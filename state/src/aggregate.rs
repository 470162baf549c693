use crate::bus::{StateChangeBus, RESET_EVENT, SYNCHRONIZE_EVENT};
use crate::counts::{CountSource, DerivedCounts};
use chrono::{DateTime, Utc};
use serde::{Deserialize, Serialize};
use serde_json::{json, Value};
use std::fmt;
use std::str::FromStr;
use std::sync::Arc;
use storage::store::STATE_KEY;
use storage::{EdgeCapacity, EncryptedStore, RepoError, StoreError};
use tessera_core::clock::{next_timestamp, Clock, SystemClock};
use tessera_core::config::{RelationshipLimitPolicy, StateConfig};
use tessera_core::error::{ErrorCode, TesseraError};
use thiserror::Error;
use tokio::sync::RwLock;

pub const DEFAULT_MAX_NODES_PER_DOCUMENT: u64 = 100;
pub const DEFAULT_MAX_RELATIONSHIPS_PER_NODE: u64 = 10;

#[derive(Error, Debug)]
pub enum StateError {
    #[error("invalid state key: {0}")]
    InvalidKey(String),
    #[error("state key {0} is read-only")]
    ReadOnlyKey(String),
    #[error("invalid value for {key}: {reason}")]
    InvalidValue { key: String, reason: String },
    #[error("rule violation: {0}")]
    RuleViolation(String),
    #[error("state storage error: {0}")]
    Storage(#[from] StoreError),
    #[error("state serialization error: {0}")]
    Serialization(#[from] serde_json::Error),
    #[error("no count source attached")]
    NoCountSource,
    #[error("count source failed: {0}")]
    CountSource(#[from] RepoError),
}

impl TesseraError for StateError {
    fn error_code(&self) -> ErrorCode {
        match self {
            StateError::InvalidKey(_)
            | StateError::ReadOnlyKey(_)
            | StateError::InvalidValue { .. }
            | StateError::RuleViolation(_) => ErrorCode::InvalidArgument,
            StateError::CountSource(err) => err.error_code(),
            StateError::Storage(_) | StateError::Serialization(_) | StateError::NoCountSource => {
                ErrorCode::Internal
            }
        }
    }
}

#[derive(Debug, Clone, Copy, PartialEq, Eq, Serialize, Deserialize)]
#[serde(rename_all = "camelCase", deny_unknown_fields)]
pub struct Settings {
    pub encryption: bool,
    pub auto_sync: bool,
    pub logging: bool,
}

impl Default for Settings {
    fn default() -> Self {
        Self {
            encryption: true,
            auto_sync: true,
            logging: true,
        }
    }
}

#[derive(Debug, Clone, Copy, PartialEq, Eq, Serialize, Deserialize)]
#[serde(rename_all = "camelCase")]
pub struct Rules {
    pub max_nodes_per_document: u64,
    pub max_relationships_per_node: u64,
}

impl Default for Rules {
    fn default() -> Self {
        Self {
            max_nodes_per_document: DEFAULT_MAX_NODES_PER_DOCUMENT,
            max_relationships_per_node: DEFAULT_MAX_RELATIONSHIPS_PER_NODE,
        }
    }
}

// Signed so that negative limits reach the rule check instead of failing the shape check.
#[derive(Deserialize)]
#[serde(rename_all = "camelCase", deny_unknown_fields)]
struct RulesInput {
    max_nodes_per_document: i64,
    max_relationships_per_node: i64,
}

/// Persisted aggregate, rewritten whole on every change.
#[derive(Debug, Clone, PartialEq, Serialize, Deserialize)]
#[serde(rename_all = "camelCase")]
pub struct StateSnapshot {
    pub last_modified: DateTime<Utc>,
    pub node_count: u64,
    pub document_count: u64,
    pub relationship_count: u64,
    pub settings: Settings,
    pub rules: Rules,
}

impl StateSnapshot {
    pub fn defaults(now: DateTime<Utc>) -> Self {
        Self {
            last_modified: now,
            node_count: 0,
            document_count: 0,
            relationship_count: 0,
            settings: Settings::default(),
            rules: Rules::default(),
        }
    }

    fn apply(&mut self, update: &StateUpdate) {
        match *update {
            StateUpdate::NodeCount(n) => self.node_count = n,
            StateUpdate::DocumentCount(n) => self.document_count = n,
            StateUpdate::RelationshipCount(n) => self.relationship_count = n,
            StateUpdate::Settings(settings) => self.settings = settings,
            StateUpdate::Rules(rules) => self.rules = rules,
        }
    }
}

#[derive(Debug, Clone, Copy, PartialEq, Eq, Hash)]
pub enum StateKey {
    LastModified,
    NodeCount,
    DocumentCount,
    RelationshipCount,
    Settings,
    Rules,
}

impl StateKey {
    pub fn as_str(&self) -> &'static str {
        match self {
            StateKey::LastModified => "lastModified",
            StateKey::NodeCount => "nodeCount",
            StateKey::DocumentCount => "documentCount",
            StateKey::RelationshipCount => "relationshipCount",
            StateKey::Settings => "settings",
            StateKey::Rules => "rules",
        }
    }
}

impl fmt::Display for StateKey {
    fn fmt(&self, f: &mut fmt::Formatter<'_>) -> fmt::Result {
        f.write_str(self.as_str())
    }
}

impl FromStr for StateKey {
    type Err = StateError;

    fn from_str(s: &str) -> Result<Self, Self::Err> {
        match s {
            "lastModified" => Ok(StateKey::LastModified),
            "nodeCount" => Ok(StateKey::NodeCount),
            "documentCount" => Ok(StateKey::DocumentCount),
            "relationshipCount" => Ok(StateKey::RelationshipCount),
            "settings" => Ok(StateKey::Settings),
            "rules" => Ok(StateKey::Rules),
            other => Err(StateError::InvalidKey(other.to_string())),
        }
    }
}

/// A validated, typed assignment to one writable key.
#[derive(Debug, Clone, Copy, PartialEq, Eq)]
pub enum StateUpdate {
    NodeCount(u64),
    DocumentCount(u64),
    RelationshipCount(u64),
    Settings(Settings),
    Rules(Rules),
}

impl StateUpdate {
    pub fn key(&self) -> StateKey {
        match self {
            StateUpdate::NodeCount(_) => StateKey::NodeCount,
            StateUpdate::DocumentCount(_) => StateKey::DocumentCount,
            StateUpdate::RelationshipCount(_) => StateKey::RelationshipCount,
            StateUpdate::Settings(_) => StateKey::Settings,
            StateUpdate::Rules(_) => StateKey::Rules,
        }
    }
}

fn invalid(key: StateKey, reason: impl Into<String>) -> StateError {
    StateError::InvalidValue {
        key: key.as_str().to_string(),
        reason: reason.into(),
    }
}
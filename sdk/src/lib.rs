pub mod error;
pub mod service;

pub use error::ServiceError;
pub use service::TesseraService;
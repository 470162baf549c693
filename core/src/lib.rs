pub mod clock;
pub mod config;
pub mod error;
pub mod ids;
pub mod model;

use crate::config::LoggingConfig;
use tracing_subscriber::{layer::SubscriberExt, util::SubscriberInitExt, EnvFilter};

/// Installs the global subscriber. `RUST_LOG` wins over the configured level.
/// Calling it twice is harmless; the second call is ignored.
pub fn init_tracing(logging: &LoggingConfig) {
    let filter_layer = EnvFilter::try_from_default_env()
        .or_else(|_| EnvFilter::try_new(&logging.level))
        .unwrap_or_else(|_| EnvFilter::new("info"));

    let registry = tracing_subscriber::registry().with(filter_layer);

    let result = if logging.json {
        registry
            .with(tracing_subscriber::fmt::layer().json().with_target(false))
            .try_init()
    } else {
        registry
            .with(tracing_subscriber::fmt::layer().with_target(false))
            .try_init()
    };

    if result.is_err() {
        tracing::debug!("tracing subscriber already installed");
    }
}
pub mod collection;
pub mod crypto;
pub mod documents;
pub mod frame;
pub mod nodes;
pub mod store;

pub use collection::{Collection, RepoError};
pub use documents::DocumentRepository;
pub use nodes::{EdgeCapacity, NodeRepository};
pub use store::{EncryptedStore, FileEncryptedStore, InMemoryEncryptedStore, StoreError};

use crypto::{AesGcmCipher, AtRestCipher, CryptoError, DataKeyProvider, InMemoryKeyProvider, NoOpCipher};
use std::sync::Arc;
use tessera_core::config::EncryptionConfig;

/// Cipher selected by `storage.encryption`. Encryption enabled without a
/// secret is a configuration error, never a silent downgrade.
pub fn cipher_from_config(config: &EncryptionConfig) -> Result<Arc<dyn AtRestCipher>, CryptoError> {
    if !config.enabled {
        tracing::warn!("at-rest encryption disabled; blobs are stored in plaintext frames");
        return Ok(Arc::new(NoOpCipher));
    }

    let secret = config
        .secret
        .as_deref()
        .map(str::trim)
        .filter(|secret| !secret.is_empty())
        .ok_or_else(|| CryptoError::MissingKey(config.key_id.clone()))?;

    let keys = Arc::new(InMemoryKeyProvider::from_secret(config.key_id.clone(), secret))
        as Arc<dyn DataKeyProvider>;
    Ok(Arc::new(AesGcmCipher::new(config.key_id.clone(), keys)))
}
-.-.-
Select and copy every line of the material that holds the string "const".

pub const DEFAULT_MAX_NODES_PER_DOCUMENT: u64 = 100;
pub const DEFAULT_MAX_RELATIONSHIPS_PER_NODE: u64 = 10;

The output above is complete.